### Assignment
Beginning with the very first line, please reproduce the entries exactly through the line containing "Hash, Serialize, Deserialize)]".

### Information supplied
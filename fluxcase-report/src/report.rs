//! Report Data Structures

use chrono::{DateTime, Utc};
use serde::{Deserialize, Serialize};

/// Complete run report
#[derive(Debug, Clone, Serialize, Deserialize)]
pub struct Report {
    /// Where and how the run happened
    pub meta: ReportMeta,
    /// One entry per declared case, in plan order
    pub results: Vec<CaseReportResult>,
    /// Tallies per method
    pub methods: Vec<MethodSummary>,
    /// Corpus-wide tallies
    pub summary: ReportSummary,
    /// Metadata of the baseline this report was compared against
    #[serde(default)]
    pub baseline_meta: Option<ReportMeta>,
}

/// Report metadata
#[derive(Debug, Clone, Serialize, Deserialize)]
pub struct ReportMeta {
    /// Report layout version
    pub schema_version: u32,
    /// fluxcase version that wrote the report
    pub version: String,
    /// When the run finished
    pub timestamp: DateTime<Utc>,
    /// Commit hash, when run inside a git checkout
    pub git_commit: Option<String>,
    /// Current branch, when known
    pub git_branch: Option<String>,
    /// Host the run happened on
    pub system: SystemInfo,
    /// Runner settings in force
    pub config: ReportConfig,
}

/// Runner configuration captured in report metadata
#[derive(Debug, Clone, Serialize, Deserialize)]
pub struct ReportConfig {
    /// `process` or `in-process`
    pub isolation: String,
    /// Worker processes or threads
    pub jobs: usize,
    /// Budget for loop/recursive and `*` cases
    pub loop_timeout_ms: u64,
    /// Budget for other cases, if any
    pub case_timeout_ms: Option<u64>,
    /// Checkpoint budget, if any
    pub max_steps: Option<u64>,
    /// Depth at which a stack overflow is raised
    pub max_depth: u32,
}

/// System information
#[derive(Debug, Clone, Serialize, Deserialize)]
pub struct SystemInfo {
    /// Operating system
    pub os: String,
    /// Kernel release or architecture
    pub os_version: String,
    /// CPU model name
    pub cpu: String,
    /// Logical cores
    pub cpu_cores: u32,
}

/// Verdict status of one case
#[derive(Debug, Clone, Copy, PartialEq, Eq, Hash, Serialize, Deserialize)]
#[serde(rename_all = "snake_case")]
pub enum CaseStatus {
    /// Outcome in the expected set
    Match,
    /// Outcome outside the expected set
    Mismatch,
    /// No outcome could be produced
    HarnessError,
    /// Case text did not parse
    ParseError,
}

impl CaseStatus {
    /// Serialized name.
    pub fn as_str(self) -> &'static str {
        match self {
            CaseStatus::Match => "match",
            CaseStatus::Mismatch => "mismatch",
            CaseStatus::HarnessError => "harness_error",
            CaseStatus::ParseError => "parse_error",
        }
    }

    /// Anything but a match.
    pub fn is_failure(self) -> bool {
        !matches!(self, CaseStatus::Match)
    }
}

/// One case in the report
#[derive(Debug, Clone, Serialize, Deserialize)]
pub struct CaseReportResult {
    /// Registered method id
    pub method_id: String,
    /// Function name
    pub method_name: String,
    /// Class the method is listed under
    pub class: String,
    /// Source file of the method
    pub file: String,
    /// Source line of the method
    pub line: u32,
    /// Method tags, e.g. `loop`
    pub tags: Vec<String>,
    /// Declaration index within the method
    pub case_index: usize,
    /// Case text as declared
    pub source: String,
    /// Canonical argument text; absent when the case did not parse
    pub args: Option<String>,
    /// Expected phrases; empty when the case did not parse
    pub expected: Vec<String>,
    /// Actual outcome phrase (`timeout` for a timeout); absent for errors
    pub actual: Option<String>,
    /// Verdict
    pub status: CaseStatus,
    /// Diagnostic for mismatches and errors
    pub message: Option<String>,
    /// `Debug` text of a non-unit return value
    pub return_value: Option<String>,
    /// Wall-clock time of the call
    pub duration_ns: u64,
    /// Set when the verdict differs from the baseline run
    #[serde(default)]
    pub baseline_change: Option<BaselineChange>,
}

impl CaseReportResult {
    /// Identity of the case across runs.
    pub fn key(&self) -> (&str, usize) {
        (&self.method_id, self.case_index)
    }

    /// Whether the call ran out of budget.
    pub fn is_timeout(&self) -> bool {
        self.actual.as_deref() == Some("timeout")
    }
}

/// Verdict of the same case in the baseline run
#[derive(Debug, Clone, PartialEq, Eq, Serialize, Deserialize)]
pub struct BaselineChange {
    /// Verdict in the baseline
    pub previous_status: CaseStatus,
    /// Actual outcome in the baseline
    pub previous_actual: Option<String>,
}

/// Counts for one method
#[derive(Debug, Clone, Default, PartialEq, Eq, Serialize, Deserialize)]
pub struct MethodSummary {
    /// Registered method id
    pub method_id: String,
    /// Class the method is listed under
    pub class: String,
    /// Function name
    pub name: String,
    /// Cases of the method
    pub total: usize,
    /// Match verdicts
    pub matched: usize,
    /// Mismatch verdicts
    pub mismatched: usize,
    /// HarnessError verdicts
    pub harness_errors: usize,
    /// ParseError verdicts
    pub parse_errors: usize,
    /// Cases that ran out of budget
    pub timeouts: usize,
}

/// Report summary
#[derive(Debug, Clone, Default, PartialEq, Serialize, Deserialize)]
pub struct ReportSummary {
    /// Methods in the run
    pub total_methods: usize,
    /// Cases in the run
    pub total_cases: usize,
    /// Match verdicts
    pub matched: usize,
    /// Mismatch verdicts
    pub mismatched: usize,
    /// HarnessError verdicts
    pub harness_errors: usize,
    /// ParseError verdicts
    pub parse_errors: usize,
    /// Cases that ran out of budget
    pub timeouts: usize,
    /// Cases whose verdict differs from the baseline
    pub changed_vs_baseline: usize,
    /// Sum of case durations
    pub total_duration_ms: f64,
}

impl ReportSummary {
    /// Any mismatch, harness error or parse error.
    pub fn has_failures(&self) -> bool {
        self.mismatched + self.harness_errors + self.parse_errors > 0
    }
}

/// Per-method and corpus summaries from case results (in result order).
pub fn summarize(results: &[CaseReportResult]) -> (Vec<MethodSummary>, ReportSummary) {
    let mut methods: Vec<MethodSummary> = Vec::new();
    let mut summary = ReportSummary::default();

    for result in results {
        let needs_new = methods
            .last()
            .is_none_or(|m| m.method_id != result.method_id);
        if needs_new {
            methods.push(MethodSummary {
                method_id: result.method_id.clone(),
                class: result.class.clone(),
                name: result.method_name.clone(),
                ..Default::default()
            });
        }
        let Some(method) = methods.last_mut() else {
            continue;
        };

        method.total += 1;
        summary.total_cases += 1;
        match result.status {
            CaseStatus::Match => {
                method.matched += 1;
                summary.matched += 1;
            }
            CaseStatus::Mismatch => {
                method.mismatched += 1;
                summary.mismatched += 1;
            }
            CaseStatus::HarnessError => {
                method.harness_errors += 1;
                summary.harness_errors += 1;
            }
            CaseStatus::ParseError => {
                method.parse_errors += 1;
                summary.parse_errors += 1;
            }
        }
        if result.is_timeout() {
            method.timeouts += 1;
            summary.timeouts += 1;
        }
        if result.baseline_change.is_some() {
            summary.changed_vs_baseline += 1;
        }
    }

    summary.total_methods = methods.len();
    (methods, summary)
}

### Solution to this exercise
filename fluxcase-report/src/report.rs
//! Report Data Structures

use chrono::{DateTime, Utc};
use serde::{Deserialize, Serialize};

/// Complete run report
#[derive(Debug, Clone, Serialize, Deserialize)]
pub struct Report {
    /// Where and how the run happened
    pub meta: ReportMeta,
    /// One entry per declared case, in plan order
    pub results: Vec<CaseReportResult>,
    /// Tallies per method
    pub methods: Vec<MethodSummary>,
    /// Corpus-wide tallies
    pub summary: ReportSummary,
    /// Metadata of the baseline this report was compared against
    #[serde(default)]
    pub baseline_meta: Option<ReportMeta>,
}

/// Report metadata
#[derive(Debug, Clone, Serialize, Deserialize)]
pub struct ReportMeta {
    /// Report layout version
    pub schema_version: u32,
    /// fluxcase version that wrote the report
    pub version: String,
    /// When the run finished
    pub timestamp: DateTime<Utc>,
    /// Commit hash, when run inside a git checkout
    pub git_commit: Option<String>,
    /// Current branch, when known
    pub git_branch: Option<String>,
    /// Host the run happened on
    pub system: SystemInfo,
    /// Runner settings in force
    pub config: ReportConfig,
}

/// Runner configuration captured in report metadata
#[derive(Debug, Clone, Serialize, Deserialize)]
pub struct ReportConfig {
    /// `process` or `in-process`
    pub isolation: String,
    /// Worker processes or threads
    pub jobs: usize,
    /// Budget for loop/recursive and `*` cases
    pub loop_timeout_ms: u64,
    /// Budget for other cases, if any
    pub case_timeout_ms: Option<u64>,
    /// Checkpoint budget, if any
    pub max_steps: Option<u64>,
    /// Depth at which a stack overflow is raised
    pub max_depth: u32,
}

/// System information
#[derive(Debug, Clone, Serialize, Deserialize)]
pub struct SystemInfo {
    /// Operating system
    pub os: String,
    /// Kernel release or architecture
    pub os_version: String,
    /// CPU model name
    pub cpu: String,
    /// Logical cores
    pub cpu_cores: u32,
}

/// Verdict status of one case
#[derive(Debug, Clone, Copy, PartialEq, Eq, Hash, Serialize, Deserialize)]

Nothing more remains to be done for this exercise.